Einwegpfand - Fragezeichen hinter Absatzentwicklung nach Einführung / Hoffen auf Einpendeln des Konsums auf gewohntem Niveau - Befürwortung im Sinne des Umweltschutzes - Für Absatz tendenziell nicht förderlich - "Denn Convience gewinnt immer"
Der ab 2025 gültige
Einwegpfand für Plastikflaschen und Dosen birgt nicht nur Änderungen
für Händler und Konsumenten. Die Sache trifft freilich auch die
Erzeugerseite, die bisher wenig beachtet wurde. "Es gibt
mannigfaltige Auswirkungen", sagt etwa Patrick Moser,
Geschäftsführer der Starzinger Getränkegruppe.
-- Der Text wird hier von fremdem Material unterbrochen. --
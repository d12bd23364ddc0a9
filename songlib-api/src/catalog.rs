//! Song entity operations
//!
//! `SongCatalog` implements list, lyrics, delete, update and create on top of
//! a `SongStore` and a `SongInfoSource`. Every call is independent; nothing is
//! cached and nothing is retried.

use std::sync::Arc;

use songlib_common::db::{PageWindow, SongFilter, SongStore};
use songlib_common::{NewSong, Song, SongPayload};
use tracing::{debug, error, info, warn};

use crate::error::{ApiError, ApiResult};
use crate::external::{LookupError, SongInfoSource};
use crate::lyrics::{paginate_lyrics, VerseWindow};

/// Entity operations over the song table
#[derive(Clone)]
pub struct SongCatalog {
    store: Arc<dyn SongStore>,
    info: Arc<dyn SongInfoSource>,
}

impl SongCatalog {
    pub fn new(store: Arc<dyn SongStore>, info: Arc<dyn SongInfoSource>) -> Self {
        Self { store, info }
    }

    /// Filtered, windowed song list ordered by id
    ///
    /// Rows that fail to decode are left out of the result; the request still
    /// succeeds with the remaining rows.
    pub async fn list(&self, filter: &SongFilter, window: PageWindow) -> ApiResult<Vec<Song>> {
        debug!(?filter, page = window.page, limit = window.limit, "Listing songs");

        let rows = self.store.list_songs(filter, window).await.map_err(|e| {
            error!(error = %e, "Song listing query failed");
            ApiError::Database
        })?;

        let fetched = rows.len();
        let songs: Vec<Song> = rows
            .into_iter()
            .filter_map(|row| match row {
                Ok(song) => Some(song),
                Err(e) => {
                    error!(error = %e, "Failed to decode song row");
                    None
                }
            })
            .collect();

        if songs.len() < fetched {
            warn!(
                skipped = fetched - songs.len(),
                returned = songs.len(),
                "Returning partial song list"
            );
        }
        info!(count = songs.len(), "Found songs");

        Ok(songs)
    }

    /// Verses of one song's lyrics, optionally windowed
    pub async fn lyrics(&self, id: i32, window: Option<VerseWindow>) -> ApiResult<Vec<String>> {
        let lyrics = match self.store.song_lyrics(id).await {
            Ok(Some(lyrics)) => lyrics,
            Ok(None) => {
                warn!(song_id = id, "Song not found");
                return Err(ApiError::NotFound);
            }
            Err(e) => {
                error!(song_id = id, error = %e, "Failed to read lyrics");
                return Err(ApiError::NotFound);
            }
        };

        let verses = paginate_lyrics(&lyrics, window);
        info!(song_id = id, verses = verses.len(), "Returning lyrics");
        Ok(verses)
    }

    /// Remove one song; an id that matches nothing is always NotFound
    pub async fn delete(&self, id: i32) -> ApiResult<()> {
        let affected = self.store.delete_song(id).await.map_err(|e| {
            error!(song_id = id, error = %e, "Error deleting song");
            ApiError::Database
        })?;

        if affected == 0 {
            warn!(song_id = id, "Song not found");
            return Err(ApiError::NotFound);
        }

        info!(song_id = id, "Song deleted");
        Ok(())
    }

    /// Replace every mutable field of one song
    pub async fn update(&self, id: i32, payload: &SongPayload) -> ApiResult<()> {
        let affected = self.store.update_song(id, payload).await.map_err(|e| {
            error!(song_id = id, error = %e, "Error updating song");
            ApiError::Database
        })?;

        if affected == 0 {
            warn!(song_id = id, "Song not found");
            return Err(ApiError::NotFound);
        }

        info!(song_id = id, "Song updated");
        Ok(())
    }

    /// Look up details for a new song and insert it, returning the new id
    ///
    /// Nothing is written unless the lookup succeeds and decodes.
    pub async fn create(&self, new_song: &NewSong) -> ApiResult<i32> {
        if !new_song.is_complete() {
            warn!("Create request is missing group or song");
            return Err(ApiError::InvalidData);
        }

        let detail = self
            .info
            .fetch(&new_song.group, &new_song.song)
            .await
            .map_err(|e| {
                error!(group = %new_song.group, song = %new_song.song, error = %e, "Song info lookup failed");
                match e {
                    LookupError::Unavailable(_) => ApiError::LookupFailed,
                    LookupError::Decode(_) => ApiError::LookupDecode,
                }
            })?;

        let id = self.store.insert_song(new_song, &detail).await.map_err(|e| {
            error!(error = %e, "Error inserting song");
            ApiError::Database
        })?;

        info!(song_id = id, group = %new_song.group, song = %new_song.song, "Song added");
        Ok(id)
    }
}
Neben eines
Koordinations- und Abstimmungsaufwandes geht es um den Absatz von
Beständen mit "alten" Etiketten sowie am Ende um die
Absatzentwicklung nach Einführung. Bis zum Ende des ersten Quartals kommenden Jahres dürfen die
Getränkehersteller ihre Ware, auf der noch keine Pfandzeichen sind,
an den Handel liefern. Dieser darf die Ware noch bis Jahresende
verkaufen. Je 25 Cent wird das Pfand ab 1.